C’est un imposant recueil qui se présente à l’attention du lecteur, comprenant trente articles en trois langues (français, anglais et italien), mais les contributions en français sont majoritaires et les articles dans les deux autres langues sont systématiquement précédées d’un résumé développé : à l’origine, un double colloque international à Lyon et Naples a permis de favoriser les échanges entre chercheurs de nationalités différentes. C’est dire si la curiosité est d’emblée déployée à l’échelle européenne (l’Allemagne, notamment, étant utilement mise en valeur) dans une enquête qui, pour reprendre, résumer ou mettre en avant des figures et des thématiques familières aux lecteurs de La Lettre clandestine, n’en constitue pas moins une contribution appréciable dans un champ de recherche très fourni.
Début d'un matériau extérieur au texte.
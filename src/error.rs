//! # Error Types
//!
//! Structured errors for the three byte formats this crate touches.
//!
//! ## Error Types
//! - [`DecodeError`] - game track data that cannot be decoded, always with the
//!   byte position (and track slot where known) of the problem
//! - [`SmfError`] - Standard MIDI Files the reader cannot make sense of
//! - [`EncodeError`] - MIDI content the game format cannot represent
//!
//! All three convert into [`crate::GameMidiError`] with `?`.

use crate::vlq::VlqOverflow;

/// Failure while decoding game track data
#[derive(thiserror::Error, Debug, Clone, PartialEq, Eq)]
pub enum DecodeError {
    /// Buffer cannot hold the 17-slot track table
    #[error("buffer of {len} bytes is too small for the track table")]
    TableTooSmall {
        /// Bytes available
        len: usize,
    },

    /// Caller-supplied input size is larger than the buffer
    #[error("input size {input_size} exceeds buffer length {buffer_len}")]
    InputSizeOutOfRange {
        /// Requested input size
        input_size: usize,
        /// Actual buffer length
        buffer_len: usize,
    },

    /// Division slot does not fit a MIDI header
    #[error("division {0} cannot be stored in a MIDI header")]
    InvalidDivision(u32),

    /// A track offset points outside the input
    #[error("track slot {slot} offset {offset:#x} lies outside the input ({input_size} bytes)")]
    TrackOffsetOutOfRange {
        /// Table slot (0-15)
        slot: usize,
        /// Offset found in the slot
        offset: u32,
        /// Input size the offset was checked against
        input_size: usize,
    },

    /// Read past the end of the buffer
    #[error("unexpected end of data at {position:#x}")]
    UnexpectedEof {
        /// Position of the failed read
        position: usize,
    },

    /// Variable-length quantity with more than four bytes
    #[error("variable-length quantity at {position:#x} is longer than four bytes")]
    VlqTooLong {
        /// Position of the first VLQ byte
        position: usize,
    },

    /// Status byte the game format does not define
    #[error("unrecognized status byte {status:#04x} at {position:#x}")]
    UnrecognizedStatus {
        /// Offending byte
        status: u8,
        /// Position of the event
        position: usize,
    },

    /// Meta event subtype the game format does not define
    #[error("unrecognized meta event {subtype:#04x} at {position:#x}")]
    UnrecognizedMeta {
        /// Offending subtype
        subtype: u8,
        /// Position of the event
        position: usize,
    },

    /// 0xFE repeat marker with a zero byte count
    #[error("repeat pattern at {position:#x} has zero length")]
    EmptyRepeatPattern {
        /// Position of the 0xFE marker
        position: usize,
    },

    /// 0xFE repeat marker reaching before the start of the buffer
    #[error("repeat pattern at {position:#x} reaches {distance} bytes back, outside the buffer")]
    RepeatPatternOutOfRange {
        /// Position of the 0xFE marker
        position: usize,
        /// Backward distance from the marker
        distance: u16,
    },

    /// 0xFE repeat marker whose source range runs into the marker itself
    #[error("repeat pattern at {position:#x} ({length} bytes from {distance} back) overlaps its own marker")]
    OverlappingRepeatPattern {
        /// Position of the 0xFE marker
        position: usize,
        /// Backward distance from the marker
        distance: u16,
        /// Number of bytes to replay
        length: u8,
    },

    /// Loop end whose backward jump leaves the track
    #[error("loop end at {position:#x} jumps {offset} bytes back, before the track start")]
    LoopTargetOutOfRange {
        /// Position of the loop end event
        position: usize,
        /// Backward jump distance
        offset: u32,
    },

    /// Failure inside one track, raised when the error policy is fail-fast
    #[error("track slot {slot}: {source}")]
    Track {
        /// Table slot of the failing track
        slot: usize,
        /// Underlying failure
        source: Box<DecodeError>,
    },
}

/// Failure while reading a Standard MIDI File
#[derive(thiserror::Error, Debug, Clone, PartialEq, Eq)]
pub enum SmfError {
    /// Missing or truncated `MThd` chunk
    #[error("missing MThd header")]
    MissingHeader,

    /// `MThd` chunk shorter than six bytes
    #[error("header length {0} is shorter than 6")]
    HeaderLength(u32),

    /// Division uses SMPTE frames instead of ticks per quarter note
    #[error("SMPTE time division {0:#06x} is not supported")]
    SmpteDivision(u16),

    /// Format other than 0, 1 or 2
    #[error("MIDI format {0} is not supported")]
    UnsupportedFormat(u16),

    /// Chunk header or body runs past the end of the file
    #[error("track {track} is truncated")]
    TruncatedTrack {
        /// Zero-based track index
        track: usize,
    },

    /// Event that cannot be parsed
    #[error("track {track}: malformed event at byte {offset}")]
    MalformedEvent {
        /// Zero-based track index
        track: usize,
        /// Byte offset inside the track chunk
        offset: usize,
    },
}

/// Failure while converting MIDI into the game format
#[derive(thiserror::Error, Debug, Clone, PartialEq, Eq)]
pub enum EncodeError {
    /// Input is not a readable MIDI file
    #[error(transparent)]
    Smf(#[from] SmfError),

    /// MIDI format the encoder does not handle
    #[error("MIDI format {0} cannot be converted")]
    UnsupportedFormat(u16),

    /// More tracks than the table has slots
    #[error("{0} tracks with channel events; the game format holds at most 16")]
    TooManyTracks(usize),

    /// Loop markers that cannot be expressed as one game loop
    #[error("track {track}: {message}")]
    LoopMarkers {
        /// Zero-based MIDI track index
        track: usize,
        /// What is wrong with the markers
        message: String,
    },

    /// Delta time or duration beyond the 28-bit VLQ range
    #[error("value {0:#x} does not fit a variable-length quantity")]
    ValueTooLarge(u32),

    /// Loop offset escaping never reached a fixed length
    #[error("loop offset for game track {track} did not settle")]
    UnstableLoopOffset {
        /// Zero-based game track index
        track: usize,
    },

    /// Encoded sequence too large for 32-bit table offsets
    #[error("encoded sequence of {0} bytes is too large")]
    SequenceTooLarge(usize),
}

impl From<VlqOverflow> for EncodeError {
    fn from(err: VlqOverflow) -> Self {
        EncodeError::ValueTooLarge(err.0)
    }
}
Le recueil couvre également un large empan chronologique du début du xviie siècle au xviiie siècle, et même au-delà avec une variation assez excentrée, sur les échos de Diderot dans l’œuvre de Kundera par Paolo Quintili.
Cette abondante moisson est distribuée chronologiquement et permet d’isoler des points de crispation ou des figures disputées de l’historiographie du libertinage, dont la définition oscille entre les conceptions positives (l’art de la suggestion, le sens de la critique de détail, etc.) et le travail négatif des accusations (le libertin devenant commodément chez ses adversaires l’envers d’une position prise pour norme). Ainsi est mis en valeur Descartes, sous le feu croisé de Denis Kambouchner et d’Emanuela Scribano. Le premier tente de se frayer lui-même un chemin entre des options interprétatives tranchées qui refusent à Descartes tout rapport avec le libertinage ou, au contraire, (dans la perspective d’Anne Staquet, qui s’intéresse, quant à elle, dans le recueil, à Hobbes) qui lui trouvent des affinités troublantes avec lui : l’auteur choisit avec nuance de voir dans la philosophie de Descartes 347un autre du libertinage, par la place centrale qu’y tient Dieu, quelque difficilement incarné qu’il soit. D’une manière générale, on peut être arrêté par les démonstrations qui soulignent les oppositions que le libertinage, souvent fantasmé ou reconstruit, suscite chez plusieurs grands penseurs : Mogen Laerke restitue avec précision l’attitude de rejet des libertins chez Leibniz, comme représentants d’une raison paresseuse et superficielle. Lorenzo Bianchi décrit aussi avec finesse l’itinéraire de Montesquieu, qui, proche des positions audacieuses et polémiques de Fréret et Fontenelle, qu’il a côtoyés et admirés dans sa jeunesse, en vient, avec la maturité, à prendre ses distances, porté par le constat de l’utilité sociologique de la religion et l’horreur persistante des athées. Pascal ou Bayle retiennent encore l’attention de deux contributeurs (Hélène Bah Ostrowiecki et Antony McKenna pour le premier, Hubert Bost et Jean-Michel Gros pour le second), mais c’est une œuvre, le Theophrastus redivivus, qui, avec trois articles, suscite le plus d’interprétations.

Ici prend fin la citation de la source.